Dataset entries:
[Start of section]

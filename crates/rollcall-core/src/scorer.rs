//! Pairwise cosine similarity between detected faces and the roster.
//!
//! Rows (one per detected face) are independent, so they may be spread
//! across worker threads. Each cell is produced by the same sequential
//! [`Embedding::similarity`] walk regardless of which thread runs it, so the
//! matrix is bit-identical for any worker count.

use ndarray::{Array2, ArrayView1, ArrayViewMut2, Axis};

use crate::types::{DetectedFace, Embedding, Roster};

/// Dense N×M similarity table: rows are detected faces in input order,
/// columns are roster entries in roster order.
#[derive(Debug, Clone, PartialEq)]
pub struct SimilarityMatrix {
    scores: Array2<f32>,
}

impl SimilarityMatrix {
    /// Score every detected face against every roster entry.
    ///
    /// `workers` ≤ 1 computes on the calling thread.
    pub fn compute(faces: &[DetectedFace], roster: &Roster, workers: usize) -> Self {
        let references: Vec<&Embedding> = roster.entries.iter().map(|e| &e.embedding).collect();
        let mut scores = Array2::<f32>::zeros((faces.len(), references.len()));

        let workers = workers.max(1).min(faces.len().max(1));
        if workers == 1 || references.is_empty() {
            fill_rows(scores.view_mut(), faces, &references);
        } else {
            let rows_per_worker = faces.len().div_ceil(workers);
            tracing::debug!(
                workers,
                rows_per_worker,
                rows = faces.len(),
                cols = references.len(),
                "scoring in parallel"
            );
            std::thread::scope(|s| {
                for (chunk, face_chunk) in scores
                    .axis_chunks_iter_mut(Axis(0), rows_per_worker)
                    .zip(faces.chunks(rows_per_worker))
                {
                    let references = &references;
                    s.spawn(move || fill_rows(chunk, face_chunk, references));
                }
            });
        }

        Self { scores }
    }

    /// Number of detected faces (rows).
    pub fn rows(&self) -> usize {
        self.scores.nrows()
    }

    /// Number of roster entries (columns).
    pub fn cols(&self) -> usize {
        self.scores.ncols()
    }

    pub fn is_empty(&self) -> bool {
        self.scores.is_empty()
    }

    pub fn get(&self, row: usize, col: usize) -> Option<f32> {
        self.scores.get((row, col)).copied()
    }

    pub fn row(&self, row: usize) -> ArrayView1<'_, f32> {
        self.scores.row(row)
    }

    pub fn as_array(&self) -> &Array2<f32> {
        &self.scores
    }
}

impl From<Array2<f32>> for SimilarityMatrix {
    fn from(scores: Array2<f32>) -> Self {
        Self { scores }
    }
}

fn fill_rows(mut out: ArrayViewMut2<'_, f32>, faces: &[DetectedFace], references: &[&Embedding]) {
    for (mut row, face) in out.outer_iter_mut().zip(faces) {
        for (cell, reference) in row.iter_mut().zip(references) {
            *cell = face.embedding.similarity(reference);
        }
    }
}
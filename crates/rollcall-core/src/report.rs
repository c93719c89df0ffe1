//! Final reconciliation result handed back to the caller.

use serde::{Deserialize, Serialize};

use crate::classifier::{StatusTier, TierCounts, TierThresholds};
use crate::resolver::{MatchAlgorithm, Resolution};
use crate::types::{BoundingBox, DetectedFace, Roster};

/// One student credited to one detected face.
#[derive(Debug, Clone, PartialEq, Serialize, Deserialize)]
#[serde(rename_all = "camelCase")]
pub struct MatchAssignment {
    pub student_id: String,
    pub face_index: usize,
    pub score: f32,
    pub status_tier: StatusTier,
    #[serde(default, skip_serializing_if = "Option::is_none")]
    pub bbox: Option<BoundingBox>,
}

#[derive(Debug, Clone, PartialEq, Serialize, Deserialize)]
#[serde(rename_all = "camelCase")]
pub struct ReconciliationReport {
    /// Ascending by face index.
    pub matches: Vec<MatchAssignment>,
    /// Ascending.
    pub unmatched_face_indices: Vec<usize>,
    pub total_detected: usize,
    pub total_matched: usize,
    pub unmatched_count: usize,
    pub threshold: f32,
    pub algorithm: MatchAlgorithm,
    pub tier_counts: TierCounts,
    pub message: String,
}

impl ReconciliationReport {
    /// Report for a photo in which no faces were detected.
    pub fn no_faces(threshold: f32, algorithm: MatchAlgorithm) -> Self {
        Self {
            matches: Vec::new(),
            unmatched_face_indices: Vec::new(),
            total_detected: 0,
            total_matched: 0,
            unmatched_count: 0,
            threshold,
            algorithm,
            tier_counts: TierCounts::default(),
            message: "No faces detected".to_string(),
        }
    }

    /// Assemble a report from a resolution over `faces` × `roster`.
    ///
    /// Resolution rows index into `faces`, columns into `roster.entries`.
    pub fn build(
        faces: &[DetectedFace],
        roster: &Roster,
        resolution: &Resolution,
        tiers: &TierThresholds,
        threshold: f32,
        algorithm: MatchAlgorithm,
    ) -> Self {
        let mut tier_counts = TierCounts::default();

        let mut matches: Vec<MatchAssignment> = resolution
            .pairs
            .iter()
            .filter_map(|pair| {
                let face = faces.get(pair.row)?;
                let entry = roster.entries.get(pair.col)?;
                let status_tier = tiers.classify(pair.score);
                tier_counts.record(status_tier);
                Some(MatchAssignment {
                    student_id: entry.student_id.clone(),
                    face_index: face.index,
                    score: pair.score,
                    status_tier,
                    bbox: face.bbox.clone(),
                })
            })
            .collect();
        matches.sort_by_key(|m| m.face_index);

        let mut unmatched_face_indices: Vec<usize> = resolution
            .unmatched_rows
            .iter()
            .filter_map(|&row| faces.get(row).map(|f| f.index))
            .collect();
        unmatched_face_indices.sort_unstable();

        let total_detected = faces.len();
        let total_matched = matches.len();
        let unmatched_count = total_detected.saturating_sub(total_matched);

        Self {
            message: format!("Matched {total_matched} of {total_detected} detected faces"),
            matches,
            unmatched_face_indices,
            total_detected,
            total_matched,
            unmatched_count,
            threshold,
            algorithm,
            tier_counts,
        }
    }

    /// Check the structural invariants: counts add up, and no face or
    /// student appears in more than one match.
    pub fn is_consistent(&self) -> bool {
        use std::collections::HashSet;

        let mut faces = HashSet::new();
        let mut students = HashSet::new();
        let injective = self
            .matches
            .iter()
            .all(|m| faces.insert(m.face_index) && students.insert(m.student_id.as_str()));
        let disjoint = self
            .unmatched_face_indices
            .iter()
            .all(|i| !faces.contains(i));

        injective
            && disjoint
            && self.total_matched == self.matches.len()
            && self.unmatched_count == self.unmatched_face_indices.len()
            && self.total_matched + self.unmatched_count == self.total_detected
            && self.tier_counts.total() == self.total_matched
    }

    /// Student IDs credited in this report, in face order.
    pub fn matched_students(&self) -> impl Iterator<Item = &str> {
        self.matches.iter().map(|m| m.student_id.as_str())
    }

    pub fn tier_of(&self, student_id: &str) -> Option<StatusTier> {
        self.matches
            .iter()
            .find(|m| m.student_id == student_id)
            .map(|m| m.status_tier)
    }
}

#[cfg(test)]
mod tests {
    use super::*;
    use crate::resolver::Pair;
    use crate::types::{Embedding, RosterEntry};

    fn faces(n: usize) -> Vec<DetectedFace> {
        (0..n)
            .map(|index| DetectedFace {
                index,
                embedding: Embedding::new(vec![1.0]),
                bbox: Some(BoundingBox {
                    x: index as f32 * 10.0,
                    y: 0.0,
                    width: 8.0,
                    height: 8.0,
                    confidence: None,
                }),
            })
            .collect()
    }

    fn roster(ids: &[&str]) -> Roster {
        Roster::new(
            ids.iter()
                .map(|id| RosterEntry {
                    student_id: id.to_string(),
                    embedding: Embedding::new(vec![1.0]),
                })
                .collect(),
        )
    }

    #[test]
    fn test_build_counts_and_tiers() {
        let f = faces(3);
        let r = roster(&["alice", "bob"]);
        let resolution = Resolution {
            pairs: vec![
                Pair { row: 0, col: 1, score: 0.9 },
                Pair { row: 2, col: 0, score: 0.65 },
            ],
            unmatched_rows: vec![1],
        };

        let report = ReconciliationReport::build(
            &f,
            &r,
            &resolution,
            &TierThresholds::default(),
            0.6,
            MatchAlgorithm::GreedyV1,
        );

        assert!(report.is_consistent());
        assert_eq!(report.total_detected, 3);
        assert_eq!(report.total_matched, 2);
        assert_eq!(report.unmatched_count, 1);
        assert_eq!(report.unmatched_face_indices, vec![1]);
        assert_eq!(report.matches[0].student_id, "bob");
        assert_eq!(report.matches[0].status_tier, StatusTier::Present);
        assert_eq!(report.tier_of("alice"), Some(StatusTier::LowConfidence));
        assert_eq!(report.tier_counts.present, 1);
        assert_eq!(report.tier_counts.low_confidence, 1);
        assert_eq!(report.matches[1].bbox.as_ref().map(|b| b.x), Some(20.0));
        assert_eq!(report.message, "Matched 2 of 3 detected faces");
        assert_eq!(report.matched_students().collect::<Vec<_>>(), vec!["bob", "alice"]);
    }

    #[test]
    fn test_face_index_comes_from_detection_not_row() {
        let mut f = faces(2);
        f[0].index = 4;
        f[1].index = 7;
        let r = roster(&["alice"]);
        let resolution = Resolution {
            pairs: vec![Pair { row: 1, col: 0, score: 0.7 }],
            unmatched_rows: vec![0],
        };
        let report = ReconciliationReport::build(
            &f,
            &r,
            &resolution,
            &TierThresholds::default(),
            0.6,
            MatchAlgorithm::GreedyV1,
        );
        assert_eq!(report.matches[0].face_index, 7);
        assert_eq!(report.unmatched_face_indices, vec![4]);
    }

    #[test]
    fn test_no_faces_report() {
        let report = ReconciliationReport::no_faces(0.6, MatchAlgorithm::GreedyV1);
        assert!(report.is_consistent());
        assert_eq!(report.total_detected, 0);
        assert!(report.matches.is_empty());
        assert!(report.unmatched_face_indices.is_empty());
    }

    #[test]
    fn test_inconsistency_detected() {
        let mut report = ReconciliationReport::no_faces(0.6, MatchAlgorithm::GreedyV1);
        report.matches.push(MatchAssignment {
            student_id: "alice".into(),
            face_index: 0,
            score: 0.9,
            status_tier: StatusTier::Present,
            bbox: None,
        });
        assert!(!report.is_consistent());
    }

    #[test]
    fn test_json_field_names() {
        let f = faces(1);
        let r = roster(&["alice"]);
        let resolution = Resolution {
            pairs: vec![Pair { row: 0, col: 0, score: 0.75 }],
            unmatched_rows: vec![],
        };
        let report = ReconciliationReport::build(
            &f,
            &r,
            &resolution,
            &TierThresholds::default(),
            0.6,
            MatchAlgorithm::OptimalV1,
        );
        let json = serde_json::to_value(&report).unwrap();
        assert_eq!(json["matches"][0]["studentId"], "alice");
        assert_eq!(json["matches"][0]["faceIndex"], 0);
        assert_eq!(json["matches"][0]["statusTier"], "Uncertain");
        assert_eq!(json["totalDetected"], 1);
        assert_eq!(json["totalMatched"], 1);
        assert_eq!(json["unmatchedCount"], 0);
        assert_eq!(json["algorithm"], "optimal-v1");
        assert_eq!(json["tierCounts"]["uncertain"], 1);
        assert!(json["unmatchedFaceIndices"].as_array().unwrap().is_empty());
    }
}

[End of section]

> [Assignment] Where does the word "bbox" appear in the records above? Return every line that holds it.

> [Response to this task]
    pub bbox: Option<BoundingBox>,
                    bbox: face.bbox.clone(),
                bbox: Some(BoundingBox {
        assert_eq!(report.matches[1].bbox.as_ref().map(|b| b.x), Some(20.0));
            bbox: None,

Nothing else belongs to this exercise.